What could ‘European alternatives’ mean? – NAMS keynote on possible platforms

I gave the closing keynote at the 2025 Nordic AI in Media Summit April 24 under the title “What could ‘European alternatives’ mean? Three possible platform models in search of your support”.

Photo credit: Philip Jørgensen

As a scientist, I prefer to deal in reliably, empirical knowledge, but I was grateful to be invited to think aloud in terms of possible responses to the current moment in geopolitics and tech.

If you are interested in my three possible models, each of which represent an approach trying to solve for a different definition of the problem ( (1) reliance on American tech? Airbus-for-the-internet as national/European champions!, (2) reliance on for-profit tech companies? BDC/public service platforms! (3) reliance on big technology companies? Mastodon as a decentralized, open-source alternative!).

In each case, for every alternative, at every level of the stack, at least three questions need clear answers – what, exactly, is the alternative meant to do, who will fund it, and how is it going to be governed.

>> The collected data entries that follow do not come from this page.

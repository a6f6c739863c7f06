use serde::{Deserialize, Serialize};

/// Number of rows sharing one `Type` label.
#[derive(Debug, Clone, PartialEq, Eq, Serialize, Deserialize)]
pub struct CategoryCount {
    #[serde(rename = "type")]
    pub category: String,
    pub count: u64,
}

impl CategoryCount {
    pub fn new(category: impl Into<String>, count: u64) -> Self {
        Self {
            category: category.into(),
            count,
        }
    }
}

/// Aggregate statistics computed from one dataset.
///
/// Averages are rounded to two decimals; a column without any value reports
/// `0.0`. `distribution` is sorted by count descending, ties in order of first
/// appearance, and its counts always add up to `total_count`.
#[derive(Debug, Clone, PartialEq, Serialize, Deserialize)]
pub struct Summary {
    #[serde(rename = "total_equipment")]
    pub total_count: u64,
    pub average_flowrate: f64,
    pub average_pressure: f64,
    pub average_temperature: f64,
    #[serde(rename = "equipment_distribution")]
    pub distribution: Vec<CategoryCount>,
}

impl Summary {
    /// Summary of a dataset without rows.
    pub fn empty() -> Self {
        Self {
            total_count: 0,
            average_flowrate: 0.0,
            average_pressure: 0.0,
            average_temperature: 0.0,
            distribution: Vec::new(),
        }
    }

    pub fn distribution_total(&self) -> u64 {
        self.distribution.iter().map(|c| c.count).sum()
    }
}
use serde::{Deserialize, Serialize};
use thiserror::Error;

use crate::domain::csv::REQUIRED_COLUMNS;

/// Machine-checkable category of an [`AppError`].
#[derive(Debug, Clone, Copy, PartialEq, Eq, Hash, Serialize, Deserialize)]
#[serde(rename_all = "snake_case")]
pub enum ErrorKind {
    Schema,
    Type,
    EmptyInput,
    Parse,
    NotFound,
    Storage,
    Validation,
    Config,
    Internal,
}

#[derive(Debug, Error, Serialize, Deserialize)]
pub enum AppError {
    #[error(
        "Schema error: missing required columns: {}. Required columns are: {}",
        .missing.join(", "),
        REQUIRED_COLUMNS.join(", ")
    )]
    SchemaError { missing: Vec<String> },

    #[error("Type error: column '{column}' must contain only numeric values. Found invalid values: {samples:?}")]
    TypeError { column: String, samples: Vec<String> },

    #[error("Empty input: {0}")]
    EmptyInput(String),

    #[error("Parse error: {0}")]
    ParseError(String),

    #[error("Not found: {0}")]
    NotFound(String),

    #[error("Storage error: {0}")]
    StorageError(String),

    #[error("Validation error: {0}")]
    ValidationError(String),

    #[error("Configuration error: {0}")]
    ConfigError(String),

    #[error("Internal error: {0}")]
    Internal(String),
}

impl AppError {
    pub fn kind(&self) -> ErrorKind {
        match self {
            AppError::SchemaError { .. } => ErrorKind::Schema,
            AppError::TypeError { .. } => ErrorKind::Type,
            AppError::EmptyInput(_) => ErrorKind::EmptyInput,
            AppError::ParseError(_) => ErrorKind::Parse,
            AppError::NotFound(_) => ErrorKind::NotFound,
            AppError::StorageError(_) => ErrorKind::Storage,
            AppError::ValidationError(_) => ErrorKind::Validation,
            AppError::ConfigError(_) => ErrorKind::Config,
            AppError::Internal(_) => ErrorKind::Internal,
        }
    }

    /// Human-readable detail, identical to the `Display` output.
    pub fn detail(&self) -> String {
        self.to_string()
    }

    pub fn is_not_found(&self) -> bool {
        self.kind() == ErrorKind::NotFound
    }
}

impl From<std::io::Error> for AppError {
    fn from(err: std::io::Error) -> Self {
        AppError::StorageError(err.to_string())
    }
}

impl From<serde_json::Error> for AppError {
    fn from(err: serde_json::Error) -> Self {
        AppError::StorageError(format!("Failed to (de)serialize history: {}", err))
    }
}

pub type Result<T> = std::result::Result<T, AppError>;

#[cfg(test)]
mod tests {
    use super::*;

    #[test]
    fn test_schema_error_lists_missing_and_required() {
        let err = AppError::SchemaError {
            missing: vec!["Pressure".to_string(), "Temperature".to_string()],
        };
        let detail = err.detail();
        assert_eq!(err.kind(), ErrorKind::Schema);
        assert!(detail.contains("missing required columns: Pressure, Temperature."));
        assert!(detail.contains(
            "Required columns are: Equipment Name, Type, Flowrate, Pressure, Temperature"
        ));
    }

    #[test]
    fn test_type_error_detail_includes_samples() {
        let err = AppError::TypeError {
            column: "Flowrate".to_string(),
            samples: vec!["abc".to_string()],
        };
        assert_eq!(err.kind(), ErrorKind::Type);
        assert!(err.detail().contains("'Flowrate'"));
        assert!(err.detail().contains("\"abc\""));
    }

    #[test]
    fn test_io_error_maps_to_storage() {
        let err: AppError = std::io::Error::new(std::io::ErrorKind::Other, "disk full").into();
        assert_eq!(err.kind(), ErrorKind::Storage);
        assert!(AppError::NotFound("x".to_string()).is_not_found());
    }
}
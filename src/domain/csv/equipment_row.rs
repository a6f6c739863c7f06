// ============================================================
// EQUIPMENT ROW TYPES
// ============================================================
// Typed records produced by dataset validation

use serde::{Deserialize, Serialize};

/// A single validated equipment record.
///
/// Numeric fields are `None` when the source cell was blank or held a
/// missing-value marker.
#[derive(Debug, Clone, PartialEq, Serialize, Deserialize)]
pub struct EquipmentRow {
    /// Row index (0-based, data rows only)
    pub index: usize,

    /// `Equipment Name` cell, as written
    pub name: String,

    /// `Type` cell, as written (whitespace and case preserved)
    pub category: String,

    pub flowrate: Option<f64>,
    pub pressure: Option<f64>,
    pub temperature: Option<f64>,
}

/// Validated, ordered rows together with the source header.
#[derive(Debug, Clone, PartialEq)]
pub struct Dataset {
    headers: Vec<String>,
    rows: Vec<EquipmentRow>,
}

impl Dataset {
    pub fn new(headers: Vec<String>, rows: Vec<EquipmentRow>) -> Self {
        Self { headers, rows }
    }

    /// Original header, including columns outside the required schema
    pub fn headers(&self) -> &[String] {
        &self.headers
    }

    pub fn rows(&self) -> &[EquipmentRow] {
        &self.rows
    }

    pub fn len(&self) -> usize {
        self.rows.len()
    }

    pub fn is_empty(&self) -> bool {
        self.rows.is_empty()
    }
}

It all strikes me as a wicked problem akin to climate, defense, and the future of strained welfare systems – and of a comparable scale and scope, and seriousness that requires serious responses. I hope the models I outline and the questions I offer can help structure how we discuss possible responses and move beyond the declarations and rhetoric that suffice for headlines and a bit of publicity, but don’t actually change anything.

Video of my talk below.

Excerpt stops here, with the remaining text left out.